Hive – Hadoop merged file

I have run a map job with only 674 mappers, and hive has generated 674 .gz files, and I want to merge these files into 30-35 files. Pass Do not get the merged output, try the hive megre mapfilse attribute
try to use the TEZ execution engine, and then use hive.merge.tezfiles .You may also want to specify the size.

set hive.execution.engine=tez; - TEZ execution engine
set hive.merge.tezfiles= true; - Notifying that merge step is required
set hive.merge.smallfiles.avgsize=128000000; --128MB
set hive.merge.size.per.task=128000000; - 128MB

If you want to use the MR engine, then add the following settings (I haven't tried it myself)

set hive.merge.mapredfiles=true; - Notifying that merge step is required
set hive.merge.smallfiles.avgsize=128000000; --128MB
set hive.merge.size.per.task=128000000; - 128MB

above The setting will generate a merge file step, the size of each part file should be 128MB.

Reference:

> Settings description

I have run a map job with only 674 mappers, in which hive generated 674 .gz files, I want to merge these files into 30-35 files. By not getting the merged output, I tried hive megre mapfilse attribute

Try to use the TEZ execution engine, and then use hive.merge.tezfiles. You You may also want to specify the size.

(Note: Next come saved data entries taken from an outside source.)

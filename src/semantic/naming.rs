//! Identifier helpers shared by the passes and the emitter contract.

use crate::model::types::SemanticType;

pub fn upper_first(s: &str) -> String {
    let mut chars = s.chars();
    match chars.next() {
        Some(c) => c.to_uppercase().chain(chars).collect(),
        None => String::new(),
    }
}

pub fn lower_first(s: &str) -> String {
    let mut chars = s.chars();
    match chars.next() {
        Some(c) => c.to_lowercase().chain(chars).collect(),
        None => String::new(),
    }
}

/// `isActive` for booleans, `getName` otherwise.
pub fn getter_name(attribute: &str, ty: SemanticType) -> String {
    match ty {
        SemanticType::Boolean => format!("is{}", upper_first(attribute)),
        _ => format!("get{}", upper_first(attribute)),
    }
}

pub fn setter_name(attribute: &str) -> String {
    format!("set{}", upper_first(attribute))
}

/// Java-style identifier: letter or `_` first, then letters, digits or `_`.
pub fn is_identifier(s: &str) -> bool {
    let mut chars = s.chars();
    match chars.next() {
        Some(c) if c.is_ascii_alphabetic() || c == '_' => {
            chars.all(|c| c.is_ascii_alphanumeric() || c == '_')
        }
        _ => false,
    }
}
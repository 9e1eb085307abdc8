//! Lexer for the relationship query language.
//!
//! Converts join expressions such as
//! `this.customerId = Customer.id and Customer.status = "ACTIVE"` into a
//! sequence of tokens with span information.

use chumsky::prelude::*;

/// A token in a relationship query.
#[derive(Debug, Clone, PartialEq)]
pub enum Token<'src> {
    // ========================================================================
    // Keywords
    // ========================================================================
    This,
    And,
    Or,
    In,
    Not,
    Is,
    Null,
    True,
    False,
    EqualsEdgePoint,

    // ========================================================================
    // Literals and identifiers
    // ========================================================================
    Ident(&'src str),
    StringLit(&'src str),
    Number(&'src str),
    /// `{name}`, a value supplied at call time.
    Param(&'src str),

    // ========================================================================
    // Symbols
    // ========================================================================
    Dot,
    Comma,
    LParen,
    RParen,
    Eq,
    NotEq,
    Lt,
    Gt,
    LtEq,
    GtEq,
}

impl<'src> std::fmt::Display for Token<'src> {
    fn fmt(&self, f: &mut std::fmt::Formatter<'_>) -> std::fmt::Result {
        match self {
            Token::This => write!(f, "this"),
            Token::And => write!(f, "and"),
            Token::Or => write!(f, "or"),
            Token::In => write!(f, "in"),
            Token::Not => write!(f, "not"),
            Token::Is => write!(f, "is"),
            Token::Null => write!(f, "null"),
            Token::True => write!(f, "true"),
            Token::False => write!(f, "false"),
            Token::EqualsEdgePoint => write!(f, "equalsEdgePoint"),

            Token::Ident(s) => write!(f, "{}", s),
            Token::StringLit(s) => write!(f, "\"{}\"", s),
            Token::Number(s) => write!(f, "{}", s),
            Token::Param(s) => write!(f, "{{{}}}", s),

            Token::Dot => write!(f, "."),
            Token::Comma => write!(f, ","),
            Token::LParen => write!(f, "("),
            Token::RParen => write!(f, ")"),
            Token::Eq => write!(f, "="),
            Token::NotEq => write!(f, "!="),
            Token::Lt => write!(f, "<"),
            Token::Gt => write!(f, ">"),
            Token::LtEq => write!(f, "<="),
            Token::GtEq => write!(f, ">="),
        }
    }
}

/// Map an identifier to a keyword token if it is one.
///
/// Boolean connectives are accepted in any case (`and`, `AND`); `this` and
/// `equalsEdgePoint` are case-sensitive.
fn keyword_or_ident(s: &str) -> Token<'_> {
    match s {
        "this" => return Token::This,
        "equalsEdgePoint" => return Token::EqualsEdgePoint,
        _ => {}
    }
    match s.to_ascii_lowercase().as_str() {
        "and" => Token::And,
        "or" => Token::Or,
        "in" => Token::In,
        "not" => Token::Not,
        "is" => Token::Is,
        "null" => Token::Null,
        "true" => Token::True,
        "false" => Token::False,
        _ => Token::Ident(s),
    }
}

/// Create a lexer for relationship queries.
pub fn lexer<'src>(
) -> impl Parser<'src, &'src str, Vec<(Token<'src>, SimpleSpan)>, extra::Err<Rich<'src, char>>> {
    let ident = text::ident().map(keyword_or_ident);

    // String literals: "..." (single quotes are accepted too)
    let double_quoted = just('"')
        .ignore_then(none_of('"').repeated().to_slice())
        .then_ignore(just('"'));
    let single_quoted = just('\'')
        .ignore_then(none_of('\'').repeated().to_slice())
        .then_ignore(just('\''));
    let string_lit = double_quoted.or(single_quoted).map(Token::StringLit);

    // Numbers: optional sign, digits, optional fraction
    let number = just('-')
        .or_not()
        .then(text::digits(10))
        .then(just('.').then(text::digits(10)).or_not())
        .to_slice()
        .map(Token::Number);

    // Parameter literals: {name}
    let param = just('{')
        .ignore_then(text::ident().padded())
        .then_ignore(just('}'))
        .map(Token::Param);

    // Symbols (multi-char first, then single-char)
    let symbol = choice((
        just("<=").to(Token::LtEq),
        just(">=").to(Token::GtEq),
        just("!=").to(Token::NotEq),
        just("<>").to(Token::NotEq),
        just("==").to(Token::Eq),
        just('=').to(Token::Eq),
        just('<').to(Token::Lt),
        just('>').to(Token::Gt),
        just('(').to(Token::LParen),
        just(')').to(Token::RParen),
        just(',').to(Token::Comma),
        just('.').to(Token::Dot),
    ));

    let token = choice((ident, string_lit, number, param, symbol)).map_with(|tok, e| (tok, e.span()));

    token
        .padded()
        .repeated()
        .collect()
        .padded()
        .then_ignore(end())
}

/// Lex a query string into tokens.
///
/// Returns Ok with the token list on success, or Err with the lexer errors.
pub fn lex(source: &str) -> Result<Vec<(Token<'_>, SimpleSpan)>, Vec<Rich<'_, char>>> {
    let (tokens, errs) = lexer().parse(source).into_output_errors();
    if errs.is_empty() {
        Ok(tokens.unwrap_or_default())
    } else {
        Err(errs)
    }
}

set hive.execution.engine=tez; - TEZ execution engine
set hive.merge.tezfiles=true; - Notifying that merge step is required
set hive.merge.smallfiles.avgsize=128000000; --128MB
set hive.merge.size.per.task=128000000; - 128MB

If you want to use the MR engine, then add the following settings (I haven't tried it myself)

set hive.merge.mapredfiles=true; - Notifying that merge step is required
set hive.merge.smallfiles.avgsize=128000000; --128MB
set hive.merge.size.per.task=128000000; - 128MB

The above setting Steps to generate a combined file, the size of each part file should be 128MB.

Reference:

> Settings description

Leave a Comment

Your email address will not be published.